Soft plastics are lightweight flimsy plastics that you can easily scrunch up in your hand without any resistance, such as:

  • Carrier and bread bags
  • Plastic film lids on yoghurt pots, ready meals, and soft fruit punnets
  • Crisp packets, chocolate and biscuit wrappers
  • Pet food pouches

Our recycling sorting plant Envirosort say "they cause technical issues with the automated sorting equipment, causing mis-sorting and the rejection of otherwise good materials". That's why we ask you to leave these plastics out of your recycling.

Soft plastic can now be recycled at most supermarkets. Just give it a quick rinse (if needed), pop it to one side and take it with you on your next shopping trip.

Find your nearest soft plastic collection point using  Recycle Now’s Recycling Locator.   

Food waste

Food should not be put in your clear recycling sacks or green recycling bin. If there is food in your recycling it will not be collected.

If any food ends up in your recycling it can make recycling such as paper and card, dirty, which means that it can’t be recycled. If you put any food in your recycling, it’s not just your recycling that could be ruined, you could contaminate an entire lorry full of recycling.

Please remember:

  • All recycling needs to be free of food
  • Recycling should be clean. A quick rinse under the tap will do.
  • Make sure the recycling is dry

In Herefordshire over 40% of the rubbish in the average black bin is food waste and its packaging. 

By far the best way to reduce food waste is to buy only what you need and to use all that you buy. Visit our food waste reduction page for some simple tips on reducing food waste.

If you need to dispose of food waste, please put it in your black bin. However the best thing to do is not to produce it at all!

Batteries and small electrical items


Please do not put batteries of any size or small electrical items like kettles or toasters in your black or green bin. We will not empty it.

Batteries can be very dangerous and even cause fires in bin lorries or at our recycling sorting site. 

Bin lorry on fire due to batteries in the recycling

Take Charge raises awareness of the damage batteries can cause, if disposed of incorrectly.

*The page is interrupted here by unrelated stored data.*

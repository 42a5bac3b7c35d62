// SPDX-License-Identifier: AGPL-3.0-only
// Copyright (C) 2024 Jonathan Lee
// This program is free software: you can redistribute it and/or modify
// it under the terms of the GNU Affero General Public License version 3
// as published by the Free Software Foundation.
// This program is distributed in the hope that it will be useful,
// but WITHOUT ANY WARRANTY; without even the implied warranty of
// MERCHANTABILITY or FITNESS FOR A PARTICULAR PURPOSE.
// See the GNU Affero General Public License for more details.
// You should have received a copy of the GNU Affero General Public License
// along with this program. If not, see https://www.gnu.org/licenses/.

use super::palette::Rgb;
use crate::error::RenderResult;

/// Pixel coordinate, origin top-left.
pub type Point = (i32, i32);

#[derive(Debug, Clone, Copy, PartialEq, Eq)]
pub struct PixelRect {
    pub left: i32,
    pub top: i32,
    pub right: i32,
    pub bottom: i32,
}
impl PixelRect {
    pub fn width(&self) -> i32 {
        self.right - self.left
    }
    pub fn height(&self) -> i32 {
        self.bottom - self.top
    }
    pub fn center(&self) -> Point {
        ((self.left + self.right) / 2, (self.top + self.bottom) / 2)
    }
}

#[derive(Debug, Clone, Copy, PartialEq)]
pub struct Fill {
    pub color: Rgb,
    pub opacity: f64,
}
impl Fill {
    pub fn solid(color: Rgb) -> Self {
        Self {
            color,
            opacity: 1.0,
        }
    }
    pub fn translucent(color: Rgb, opacity: f64) -> Self {
        Self { color, opacity }
    }
}

#[derive(Debug, Clone, Copy, PartialEq)]
pub struct Stroke {
    pub color: Rgb,
    pub opacity: f64,
    pub width: u32,
}
impl Stroke {
    pub fn new(color: Rgb, width: u32) -> Self {
        Self {
            color,
            opacity: 1.0,
            width,
        }
    }
    pub fn with_opacity(mut self, opacity: f64) -> Self {
        self.opacity = opacity;
        self
    }
}

#[derive(Debug, Clone, Copy, PartialEq, Eq)]
pub enum HAlign {
    Left,
    Center,
    Right,
}
#[derive(Debug, Clone, Copy, PartialEq, Eq)]
pub enum VAlign {
    Top,
    Middle,
    Bottom,
}
/// Bitmap text only turns in quarter steps.
#[derive(Debug, Clone, Copy, PartialEq, Eq)]
pub enum Rotation {
    None,
    /// Reads bottom to top.
    Quarter,
}

#[derive(Debug, Clone, Copy, PartialEq)]
pub struct LabelStyle {
    pub size: u32,
    pub color: Rgb,
    pub h_align: HAlign,
    pub v_align: VAlign,
    pub rotation: Rotation,
}
impl LabelStyle {
    pub fn centered(size: u32, color: Rgb) -> Self {
        Self {
            size,
            color,
            h_align: HAlign::Center,
            v_align: VAlign::Middle,
            rotation: Rotation::None,
        }
    }
    pub fn aligned(mut self, h_align: HAlign, v_align: VAlign) -> Self {
        self.h_align = h_align;
        self.v_align = v_align;
        self
    }
    pub fn rotated(mut self, rotation: Rotation) -> Self {
        self.rotation = rotation;
        self
    }
}

/// Drawing primitives the chart renderers emit.
pub trait Surface {
    fn size(&self) -> (u32, u32);
    fn fill_rect(&mut self, rect: PixelRect, fill: Fill) -> RenderResult<()>;
    fn stroke_rect(&mut self, rect: PixelRect, stroke: Stroke) -> RenderResult<()>;
    fn circle(
        &mut self,
        center: Point,
        radius: u32,
        fill: Fill,
        edge: Option<Stroke>,
    ) -> RenderResult<()>;
    fn polyline(&mut self, points: &[Point], stroke: Stroke) -> RenderResult<()>;
    fn polygon(&mut self, points: &[Point], fill: Fill) -> RenderResult<()>;
    fn dashed_line(&mut self, from: Point, to: Point, stroke: Stroke, dash: u32)
        -> RenderResult<()>;
    fn text(&mut self, text: &str, at: Point, style: &LabelStyle) -> RenderResult<()>;
    /// Flushes the finished image.
    fn present(&mut self) -> RenderResult<()>;
}

/// Splits a line into dash segments of `dash` pixels separated by equal gaps.
pub fn dash_segments(from: Point, to: Point, dash: u32) -> Vec<(Point, Point)> {
    let (dx, dy) = (f64::from(to.0 - from.0), f64::from(to.1 - from.1));
    let length = dx.hypot(dy);
    if length == 0.0 || dash == 0 {
        return vec![(from, to)];
    }
    let step = f64::from(dash);
    let at = |distance: f64| {
        let t = (distance / length).min(1.0);
        (
            from.0 + (dx * t).round() as i32,
            from.1 + (dy * t).round() as i32,
        )
    };
    let mut segments = Vec::new();
    let mut start = 0.0;
    while start < length {
        segments.push((at(start), at(start + step)));
        start += step * 2.0;
    }
    segments
}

Many electrical retailers, supermarkets and household recycling centres accept batteries that are no longer working or of use. Find more information about the safe disposal of batteries.  

Smaller electrical items

Small electrical items cannot be disposed of in your black or green bin.

When they stop working or you no longer need them:

  • Repair – Herefordshire and the surrounding counties have an ever-expanding network of repair cafés, where expert volunteers can repair your item.
  • Reuse – You can sell, give away or donate items that you no longer want or need.
  • Recycle – Recycling your electrical goods isn’t difficult, visit Recycle Your Electricals for more information.

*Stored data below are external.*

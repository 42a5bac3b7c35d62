// SPDX-License-Identifier: AGPL-3.0-only
// Copyright (C) 2024 Jonathan Lee
// This program is free software: you can redistribute it and/or modify
// it under the terms of the GNU Affero General Public License version 3
// as published by the Free Software Foundation.
// This program is distributed in the hope that it will be useful,
// but WITHOUT ANY WARRANTY; without even the implied warranty of
// MERCHANTABILITY or FITNESS FOR A PARTICULAR PURPOSE.
// See the GNU Affero General Public License for more details.
// You should have received a copy of the GNU Affero General Public License
// along with this program. If not, see https://www.gnu.org/licenses/.

#[derive(Debug, Clone, Copy, PartialEq, Eq, Hash)]
pub struct Rgb {
    pub r: u8,
    pub g: u8,
    pub b: u8,
}
impl Rgb {
    pub const BLACK: Rgb = Rgb::new(0, 0, 0);
    pub const WHITE: Rgb = Rgb::new(255, 255, 255);
    pub const fn new(r: u8, g: u8, b: u8) -> Self {
        Self { r, g, b }
    }
    /// Perceptual brightness in `[0, 1]`.
    pub fn brightness(self) -> f64 {
        (0.299 * f64::from(self.r) + 0.587 * f64::from(self.g) + 0.114 * f64::from(self.b))
            / 255.0
    }
    pub fn lerp(self, other: Rgb, t: f64) -> Rgb {
        let t = t.clamp(0.0, 1.0);
        let mix = |a: u8, b: u8| (f64::from(a) + (f64::from(b) - f64::from(a)) * t).round() as u8;
        Rgb::new(
            mix(self.r, other.r),
            mix(self.g, other.g),
            mix(self.b, other.b),
        )
    }
}

/// Black on light backgrounds, white on dark ones.
pub fn label_color(background: Rgb) -> Rgb {
    if background.brightness() > 0.5 {
        Rgb::BLACK
    } else {
        Rgb::WHITE
    }
}

/// ColorBrewer "Blues", lightest to darkest.
pub const BLUES: [Rgb; 9] = [
    Rgb::new(0xf7, 0xfb, 0xff),
    Rgb::new(0xde, 0xeb, 0xf7),
    Rgb::new(0xc6, 0xdb, 0xef),
    Rgb::new(0x9e, 0xca, 0xe1),
    Rgb::new(0x6b, 0xae, 0xd6),
    Rgb::new(0x42, 0x92, 0xc6),
    Rgb::new(0x21, 0x71, 0xb5),
    Rgb::new(0x08, 0x51, 0x9c),
    Rgb::new(0x08, 0x30, 0x6b),
];

/// Light-to-dark ramp sampled over `[lower, upper]` of its stops.
#[derive(Debug, Clone, PartialEq)]
pub struct SequentialScale {
    stops: Vec<Rgb>,
    lower: f64,
    upper: f64,
}
impl SequentialScale {
    pub fn new(stops: Vec<Rgb>, lower: f64, upper: f64) -> Self {
        Self {
            stops,
            lower: lower.clamp(0.0, 1.0),
            upper: upper.clamp(0.0, 1.0),
        }
    }
    /// Blues without the near-white head of the ramp.
    pub fn blues() -> Self {
        Self::new(BLUES.to_vec(), 0.2, 1.0)
    }
    pub fn color(&self, t: f64) -> Rgb {
        let Some(&last) = self.stops.last() else {
            return Rgb::BLACK;
        };
        if self.stops.len() == 1 {
            return last;
        }
        let t = if t.is_nan() { 0.0 } else { t.clamp(0.0, 1.0) };
        let position = (self.lower + (self.upper - self.lower) * t) * (self.stops.len() - 1) as f64;
        let index = (position.floor() as usize).min(self.stops.len() - 2);
        self.stops[index].lerp(self.stops[index + 1], position - index as f64)
    }
}

/// Observed `[min, max]` of the counts in one chart.
#[derive(Debug, Clone, Copy, PartialEq, Eq)]
pub struct CountRange {
    pub min: usize,
    pub max: usize,
}
impl CountRange {
    pub fn from_counts<I: IntoIterator<Item = usize>>(counts: I) -> Option<Self> {
        counts.into_iter().fold(None, |range, count| match range {
            None => Some(Self {
                min: count,
                max: count,
            }),
            Some(Self { min, max }) => Some(Self {
                min: min.min(count),
                max: max.max(count),
            }),
        })
    }
    /// Linear position of `count` in the range; `0.5` when the range is flat.
    pub fn normalize(&self, count: usize) -> f64 {
        if self.max > self.min {
            (count as f64 - self.min as f64) / (self.max - self.min) as f64
        } else {
            0.5
        }
    }
    pub fn interpolate(&self, count: usize, low: f64, high: f64) -> f64 {
        low + self.normalize(count) * (high - low)
    }
}

#[cfg(test)]
mod tests {
    use super::*;

    #[test]
    fn scale_ends() {
        let scale = SequentialScale::blues();
        assert_eq!(scale.color(1.0), BLUES[8]);
        assert_eq!(scale.color(0.0), BLUES[1].lerp(BLUES[2], 0.6));
    }
}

Remember we offer a large item collection service if you are unable to take items to the household recycling centre. This includes large electrical items and furniture.

Find out more about the safe disposal of small electrical items.


Do not put disposable nappies in your green bin; they cannot be recycled. Disposable nappies are made from plastic and must be put in your general rubbish.

Modern reusable nappies are easier to use than ever and are a great way of reducing your waste and saving you money.

Why not take a look at our reusable nappy page and see if you want to make the switch.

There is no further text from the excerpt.